44-6125. Domestic mutual insurer; foreign insurer; transfer domicile; reorganization authorized; effect; holding company; treatment.
(1) A domestic mutual insurer, upon approval of the director, may reorganize (a) by forming a mutual insurance holding company, (b) by merging its policyholders' membership interests into the mutual insurance holding company, and (c) by continuing the mutual insurer's corporate existence as a stock insurer subsidiary of the mutual insurance holding company.
(2) A domestic mutual insurer, upon the approval of the director, may reorganize by merging its policyholders' membership interests into an existing mutual insurance holding company formed under subsection (1) of this section and by continuing the mutual insurer's corporate existence as a stock insurer subsidiary of the mutual insurance holding company.

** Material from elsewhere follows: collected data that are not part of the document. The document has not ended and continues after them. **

//! Shared types, error model, and configuration for devlog.
//!
//! This crate is the foundation depended on by all other devlog crates.
//! It provides:
//! - [`DevlogError`] and [`GenerationError`], the unified error types
//! - Domain types ([`RepositoryRecord`], [`CommitRecord`], [`TagSet`])
//! - Configuration ([`AppConfig`], runtime settings, config loading)

pub mod config;
pub mod error;
pub mod types;

// Re-export public API at crate root for ergonomic imports.
pub use config::{
    AnalyticsConfig, AppConfig, DefaultsConfig, GenerationConfig, GenerationSettings,
    GithubConfig, PublishSettings, PublishingConfig, config_dir, config_file_path, init_config,
    load_config, load_config_from, read_api_key,
};
pub use error::{DevlogError, GenerationError, Result};
pub use types::{CommitRecord, RepositoryRecord, TagSet};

(3) All of the initial shares of the capital stock of a reorganized stock insurer which has reorganized as described in subsection (1) or (2) of this section shall be issued to the mutual insurance holding company or to one or more intermediate stock holding companies.
(4) Policyholders of a domestic mutual insurer which has reorganized as described in subsection (1) or (2) of this section shall be members of the mutual insurance holding company and their voting rights shall be determined in accordance with the articles of incorporation and bylaws of the mutual insurance holding company. The mutual insurance holding company shall provide its members with the same membership rights as were provided to policyholders of the mutual insurer immediately prior to reorganization. The reorganization shall not reduce, limit, or affect the number or identity of the policyholders who may become members of the mutual insurance holding company or secure for individuals comprising management any unfair advantage through or connected with the reorganization.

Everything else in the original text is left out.